[Opening DATASET RECORDS section]

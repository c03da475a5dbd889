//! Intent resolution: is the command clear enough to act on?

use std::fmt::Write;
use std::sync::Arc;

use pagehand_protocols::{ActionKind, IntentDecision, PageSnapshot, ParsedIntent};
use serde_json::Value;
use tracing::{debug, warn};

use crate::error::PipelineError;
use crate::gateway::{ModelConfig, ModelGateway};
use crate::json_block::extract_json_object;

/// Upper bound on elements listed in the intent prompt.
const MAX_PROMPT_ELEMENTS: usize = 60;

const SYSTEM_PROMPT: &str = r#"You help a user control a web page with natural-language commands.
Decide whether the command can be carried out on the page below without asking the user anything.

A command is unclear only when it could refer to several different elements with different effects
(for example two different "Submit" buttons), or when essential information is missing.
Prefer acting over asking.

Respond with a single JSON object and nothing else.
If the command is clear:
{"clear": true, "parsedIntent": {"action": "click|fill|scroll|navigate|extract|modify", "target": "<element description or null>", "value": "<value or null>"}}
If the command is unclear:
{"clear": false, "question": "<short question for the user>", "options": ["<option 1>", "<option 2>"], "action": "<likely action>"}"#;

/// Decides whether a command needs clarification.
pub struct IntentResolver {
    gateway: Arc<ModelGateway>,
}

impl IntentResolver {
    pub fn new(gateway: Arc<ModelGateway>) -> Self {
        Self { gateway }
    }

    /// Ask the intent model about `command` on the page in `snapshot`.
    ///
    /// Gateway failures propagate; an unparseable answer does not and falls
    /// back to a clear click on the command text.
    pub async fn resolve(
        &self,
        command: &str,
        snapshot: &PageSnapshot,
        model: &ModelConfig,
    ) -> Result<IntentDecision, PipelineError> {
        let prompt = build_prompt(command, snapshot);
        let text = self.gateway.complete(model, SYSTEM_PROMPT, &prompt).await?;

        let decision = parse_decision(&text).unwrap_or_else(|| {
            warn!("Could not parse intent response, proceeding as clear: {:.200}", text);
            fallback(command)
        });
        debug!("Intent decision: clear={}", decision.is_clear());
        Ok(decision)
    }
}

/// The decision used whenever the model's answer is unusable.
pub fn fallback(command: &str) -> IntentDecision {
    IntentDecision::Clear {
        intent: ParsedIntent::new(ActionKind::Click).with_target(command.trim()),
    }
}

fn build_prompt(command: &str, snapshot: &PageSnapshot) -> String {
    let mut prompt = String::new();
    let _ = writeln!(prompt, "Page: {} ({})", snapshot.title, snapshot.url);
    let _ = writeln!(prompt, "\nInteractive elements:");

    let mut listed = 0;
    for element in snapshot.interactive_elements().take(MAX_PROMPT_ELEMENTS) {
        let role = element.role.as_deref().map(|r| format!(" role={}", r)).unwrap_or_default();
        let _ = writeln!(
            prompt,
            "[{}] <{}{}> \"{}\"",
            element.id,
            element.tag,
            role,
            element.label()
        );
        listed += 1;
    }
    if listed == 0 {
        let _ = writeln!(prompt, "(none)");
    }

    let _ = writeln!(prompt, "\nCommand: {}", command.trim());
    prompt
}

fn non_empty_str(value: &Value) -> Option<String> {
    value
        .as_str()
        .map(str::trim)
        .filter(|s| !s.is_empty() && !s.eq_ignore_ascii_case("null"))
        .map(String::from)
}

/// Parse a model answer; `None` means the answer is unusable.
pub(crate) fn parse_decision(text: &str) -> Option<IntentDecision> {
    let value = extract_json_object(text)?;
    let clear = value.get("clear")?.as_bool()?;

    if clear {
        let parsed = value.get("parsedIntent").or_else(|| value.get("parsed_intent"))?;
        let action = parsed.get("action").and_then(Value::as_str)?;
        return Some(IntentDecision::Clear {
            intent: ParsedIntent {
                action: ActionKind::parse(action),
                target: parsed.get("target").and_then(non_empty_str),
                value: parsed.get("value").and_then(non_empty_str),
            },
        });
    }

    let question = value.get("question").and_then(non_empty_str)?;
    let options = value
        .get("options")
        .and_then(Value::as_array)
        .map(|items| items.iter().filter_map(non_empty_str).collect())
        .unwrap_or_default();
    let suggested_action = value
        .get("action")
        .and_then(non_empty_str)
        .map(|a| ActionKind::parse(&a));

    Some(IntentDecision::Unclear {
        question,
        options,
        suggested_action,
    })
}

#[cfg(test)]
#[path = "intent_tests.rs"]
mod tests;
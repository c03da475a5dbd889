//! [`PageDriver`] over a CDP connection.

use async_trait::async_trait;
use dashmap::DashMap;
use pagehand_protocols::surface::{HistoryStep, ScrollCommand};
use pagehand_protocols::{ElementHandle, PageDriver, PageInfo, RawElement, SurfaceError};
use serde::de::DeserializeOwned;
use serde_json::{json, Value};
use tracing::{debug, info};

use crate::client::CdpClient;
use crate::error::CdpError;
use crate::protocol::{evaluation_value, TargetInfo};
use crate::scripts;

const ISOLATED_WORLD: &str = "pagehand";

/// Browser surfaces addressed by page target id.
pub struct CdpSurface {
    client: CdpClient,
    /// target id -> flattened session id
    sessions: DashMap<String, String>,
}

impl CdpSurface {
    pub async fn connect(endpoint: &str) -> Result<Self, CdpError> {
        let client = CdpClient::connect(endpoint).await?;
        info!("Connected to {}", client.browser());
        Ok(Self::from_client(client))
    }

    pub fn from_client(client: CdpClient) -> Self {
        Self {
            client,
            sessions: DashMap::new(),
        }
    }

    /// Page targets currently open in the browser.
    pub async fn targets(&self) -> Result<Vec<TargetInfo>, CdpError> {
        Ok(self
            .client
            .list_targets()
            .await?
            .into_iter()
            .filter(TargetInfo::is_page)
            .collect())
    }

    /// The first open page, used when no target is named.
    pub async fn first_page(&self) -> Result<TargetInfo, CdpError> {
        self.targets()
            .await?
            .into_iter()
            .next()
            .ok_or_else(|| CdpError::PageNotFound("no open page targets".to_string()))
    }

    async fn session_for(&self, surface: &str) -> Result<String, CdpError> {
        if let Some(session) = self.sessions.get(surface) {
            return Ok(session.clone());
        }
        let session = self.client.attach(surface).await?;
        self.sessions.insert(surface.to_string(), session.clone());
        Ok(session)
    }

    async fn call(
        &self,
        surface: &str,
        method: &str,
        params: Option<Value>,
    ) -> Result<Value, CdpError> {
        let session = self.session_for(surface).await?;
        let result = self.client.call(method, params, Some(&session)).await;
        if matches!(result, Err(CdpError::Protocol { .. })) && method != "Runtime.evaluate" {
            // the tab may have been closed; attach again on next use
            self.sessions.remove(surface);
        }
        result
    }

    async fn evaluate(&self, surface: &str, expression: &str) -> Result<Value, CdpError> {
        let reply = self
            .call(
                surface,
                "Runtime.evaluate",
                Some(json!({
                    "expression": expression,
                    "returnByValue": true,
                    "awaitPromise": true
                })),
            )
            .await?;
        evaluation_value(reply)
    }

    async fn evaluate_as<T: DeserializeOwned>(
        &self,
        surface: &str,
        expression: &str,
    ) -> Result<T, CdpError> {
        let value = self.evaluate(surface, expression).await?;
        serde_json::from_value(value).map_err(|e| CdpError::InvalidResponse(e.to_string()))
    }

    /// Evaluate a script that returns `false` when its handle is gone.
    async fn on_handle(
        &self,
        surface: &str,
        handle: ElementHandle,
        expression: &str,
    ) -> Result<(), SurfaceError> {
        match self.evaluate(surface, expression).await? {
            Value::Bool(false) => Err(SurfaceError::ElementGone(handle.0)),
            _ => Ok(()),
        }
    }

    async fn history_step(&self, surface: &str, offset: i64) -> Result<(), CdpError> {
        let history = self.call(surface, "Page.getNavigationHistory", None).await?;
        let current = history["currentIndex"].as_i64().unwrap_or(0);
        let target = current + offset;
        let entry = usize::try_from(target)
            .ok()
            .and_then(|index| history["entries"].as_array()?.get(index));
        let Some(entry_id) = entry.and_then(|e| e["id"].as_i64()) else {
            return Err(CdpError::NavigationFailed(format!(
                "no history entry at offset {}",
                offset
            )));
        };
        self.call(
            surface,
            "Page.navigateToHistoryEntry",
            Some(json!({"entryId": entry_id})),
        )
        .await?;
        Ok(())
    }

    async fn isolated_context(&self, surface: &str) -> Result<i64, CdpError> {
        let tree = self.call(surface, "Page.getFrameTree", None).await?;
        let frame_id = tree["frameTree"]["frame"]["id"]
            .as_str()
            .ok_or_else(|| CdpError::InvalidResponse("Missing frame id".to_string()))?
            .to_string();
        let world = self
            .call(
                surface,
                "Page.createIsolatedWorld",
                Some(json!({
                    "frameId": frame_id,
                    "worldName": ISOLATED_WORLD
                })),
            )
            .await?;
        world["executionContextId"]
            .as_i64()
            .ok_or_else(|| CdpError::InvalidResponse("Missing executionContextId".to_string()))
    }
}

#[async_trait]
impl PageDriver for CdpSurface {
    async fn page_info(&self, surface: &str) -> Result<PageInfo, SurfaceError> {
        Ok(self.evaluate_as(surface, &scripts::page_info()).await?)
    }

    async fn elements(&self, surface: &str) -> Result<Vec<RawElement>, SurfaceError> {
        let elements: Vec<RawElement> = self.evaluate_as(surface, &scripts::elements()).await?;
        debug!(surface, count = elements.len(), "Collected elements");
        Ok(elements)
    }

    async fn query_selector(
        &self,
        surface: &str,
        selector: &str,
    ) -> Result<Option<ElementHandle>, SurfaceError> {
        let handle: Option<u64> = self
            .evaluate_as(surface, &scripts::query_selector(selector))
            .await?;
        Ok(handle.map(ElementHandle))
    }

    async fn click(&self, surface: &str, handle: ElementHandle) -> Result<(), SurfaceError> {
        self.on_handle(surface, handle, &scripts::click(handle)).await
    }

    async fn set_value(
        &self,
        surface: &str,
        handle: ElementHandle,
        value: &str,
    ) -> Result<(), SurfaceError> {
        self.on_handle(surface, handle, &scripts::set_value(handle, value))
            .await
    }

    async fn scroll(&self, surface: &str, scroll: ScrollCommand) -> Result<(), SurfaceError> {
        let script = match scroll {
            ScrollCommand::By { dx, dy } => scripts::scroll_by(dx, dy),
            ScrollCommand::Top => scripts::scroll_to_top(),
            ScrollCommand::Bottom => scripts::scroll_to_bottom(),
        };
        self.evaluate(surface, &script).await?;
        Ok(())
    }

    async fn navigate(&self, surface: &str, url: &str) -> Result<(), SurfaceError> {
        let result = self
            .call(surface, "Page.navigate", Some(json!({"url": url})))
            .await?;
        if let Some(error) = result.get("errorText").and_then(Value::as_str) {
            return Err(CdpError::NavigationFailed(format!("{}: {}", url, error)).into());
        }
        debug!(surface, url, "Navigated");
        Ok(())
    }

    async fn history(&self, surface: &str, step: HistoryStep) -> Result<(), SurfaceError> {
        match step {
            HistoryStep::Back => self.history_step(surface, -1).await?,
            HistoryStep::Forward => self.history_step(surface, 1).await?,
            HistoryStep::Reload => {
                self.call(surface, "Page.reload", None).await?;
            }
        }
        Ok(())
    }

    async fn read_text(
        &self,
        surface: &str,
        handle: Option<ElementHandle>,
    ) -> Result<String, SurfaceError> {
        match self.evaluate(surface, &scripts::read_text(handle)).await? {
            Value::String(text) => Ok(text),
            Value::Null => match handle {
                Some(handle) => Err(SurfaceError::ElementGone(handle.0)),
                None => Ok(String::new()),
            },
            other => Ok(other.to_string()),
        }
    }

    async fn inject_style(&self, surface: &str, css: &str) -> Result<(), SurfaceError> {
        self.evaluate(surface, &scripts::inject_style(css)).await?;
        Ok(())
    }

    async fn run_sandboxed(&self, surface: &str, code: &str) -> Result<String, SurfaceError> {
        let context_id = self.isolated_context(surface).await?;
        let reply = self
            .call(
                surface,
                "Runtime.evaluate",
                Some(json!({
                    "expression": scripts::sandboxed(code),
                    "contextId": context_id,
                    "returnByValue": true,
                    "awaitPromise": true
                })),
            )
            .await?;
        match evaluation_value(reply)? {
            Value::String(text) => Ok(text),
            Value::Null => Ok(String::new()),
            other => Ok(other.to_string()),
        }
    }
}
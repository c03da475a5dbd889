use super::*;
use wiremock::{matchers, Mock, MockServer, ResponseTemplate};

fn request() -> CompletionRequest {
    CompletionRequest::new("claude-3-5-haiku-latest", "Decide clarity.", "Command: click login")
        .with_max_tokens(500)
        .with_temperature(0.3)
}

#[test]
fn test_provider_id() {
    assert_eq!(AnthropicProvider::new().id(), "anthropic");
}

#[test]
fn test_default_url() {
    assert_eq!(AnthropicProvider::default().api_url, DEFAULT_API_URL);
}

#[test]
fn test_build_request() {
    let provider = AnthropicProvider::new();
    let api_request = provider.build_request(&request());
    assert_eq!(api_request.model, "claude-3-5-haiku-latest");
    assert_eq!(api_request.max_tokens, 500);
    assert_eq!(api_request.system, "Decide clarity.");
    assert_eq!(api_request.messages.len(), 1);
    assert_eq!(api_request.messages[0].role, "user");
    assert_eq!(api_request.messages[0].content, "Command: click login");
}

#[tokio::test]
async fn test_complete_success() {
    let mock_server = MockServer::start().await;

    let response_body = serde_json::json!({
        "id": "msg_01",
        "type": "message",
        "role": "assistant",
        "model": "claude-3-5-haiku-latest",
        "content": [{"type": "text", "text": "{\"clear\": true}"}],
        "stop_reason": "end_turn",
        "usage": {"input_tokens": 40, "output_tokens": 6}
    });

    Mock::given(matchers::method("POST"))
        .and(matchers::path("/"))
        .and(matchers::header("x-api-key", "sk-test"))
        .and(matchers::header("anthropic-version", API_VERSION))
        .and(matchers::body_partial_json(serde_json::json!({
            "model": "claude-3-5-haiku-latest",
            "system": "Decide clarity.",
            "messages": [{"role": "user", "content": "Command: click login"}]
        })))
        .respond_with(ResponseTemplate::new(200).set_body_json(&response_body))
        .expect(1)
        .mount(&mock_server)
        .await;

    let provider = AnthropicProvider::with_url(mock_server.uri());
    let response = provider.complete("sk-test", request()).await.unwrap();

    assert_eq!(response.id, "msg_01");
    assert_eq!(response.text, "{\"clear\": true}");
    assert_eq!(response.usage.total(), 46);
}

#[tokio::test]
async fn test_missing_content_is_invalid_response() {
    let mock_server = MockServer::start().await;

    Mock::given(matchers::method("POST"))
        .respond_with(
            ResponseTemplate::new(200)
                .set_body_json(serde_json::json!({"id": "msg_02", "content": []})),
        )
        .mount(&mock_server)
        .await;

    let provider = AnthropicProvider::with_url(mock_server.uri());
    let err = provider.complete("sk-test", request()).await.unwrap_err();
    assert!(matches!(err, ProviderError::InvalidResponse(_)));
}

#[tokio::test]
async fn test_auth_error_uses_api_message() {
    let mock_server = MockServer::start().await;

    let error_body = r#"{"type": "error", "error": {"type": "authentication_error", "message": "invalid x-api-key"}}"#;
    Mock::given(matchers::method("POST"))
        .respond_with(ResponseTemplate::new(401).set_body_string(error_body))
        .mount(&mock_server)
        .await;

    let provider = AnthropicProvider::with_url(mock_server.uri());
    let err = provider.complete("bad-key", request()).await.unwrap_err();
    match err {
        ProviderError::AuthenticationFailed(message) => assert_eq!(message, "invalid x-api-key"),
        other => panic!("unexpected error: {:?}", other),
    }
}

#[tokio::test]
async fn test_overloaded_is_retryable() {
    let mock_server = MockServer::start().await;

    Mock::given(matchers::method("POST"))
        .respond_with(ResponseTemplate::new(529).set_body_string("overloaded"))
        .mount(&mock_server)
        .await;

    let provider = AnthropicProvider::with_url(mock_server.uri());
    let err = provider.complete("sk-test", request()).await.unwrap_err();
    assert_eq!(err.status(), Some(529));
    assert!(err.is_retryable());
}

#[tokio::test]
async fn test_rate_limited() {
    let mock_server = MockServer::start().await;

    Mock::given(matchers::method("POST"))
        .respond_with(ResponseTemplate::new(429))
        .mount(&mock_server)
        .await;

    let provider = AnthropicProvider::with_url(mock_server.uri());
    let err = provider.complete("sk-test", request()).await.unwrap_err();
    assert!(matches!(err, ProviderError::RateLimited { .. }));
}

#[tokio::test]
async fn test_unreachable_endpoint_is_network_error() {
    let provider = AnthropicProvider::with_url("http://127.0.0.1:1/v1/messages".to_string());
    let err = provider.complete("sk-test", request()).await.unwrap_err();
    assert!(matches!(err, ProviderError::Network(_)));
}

[Closing DATASET RECORDS section]

• _ABOUT THIS EXERCISE_: Among the lines of the listing above, which ones contain the word "header"? Show them.

• _FINAL ANSWER_:
        .and(matchers::header("x-api-key", "sk-test"))
        .and(matchers::header("anthropic-version", API_VERSION))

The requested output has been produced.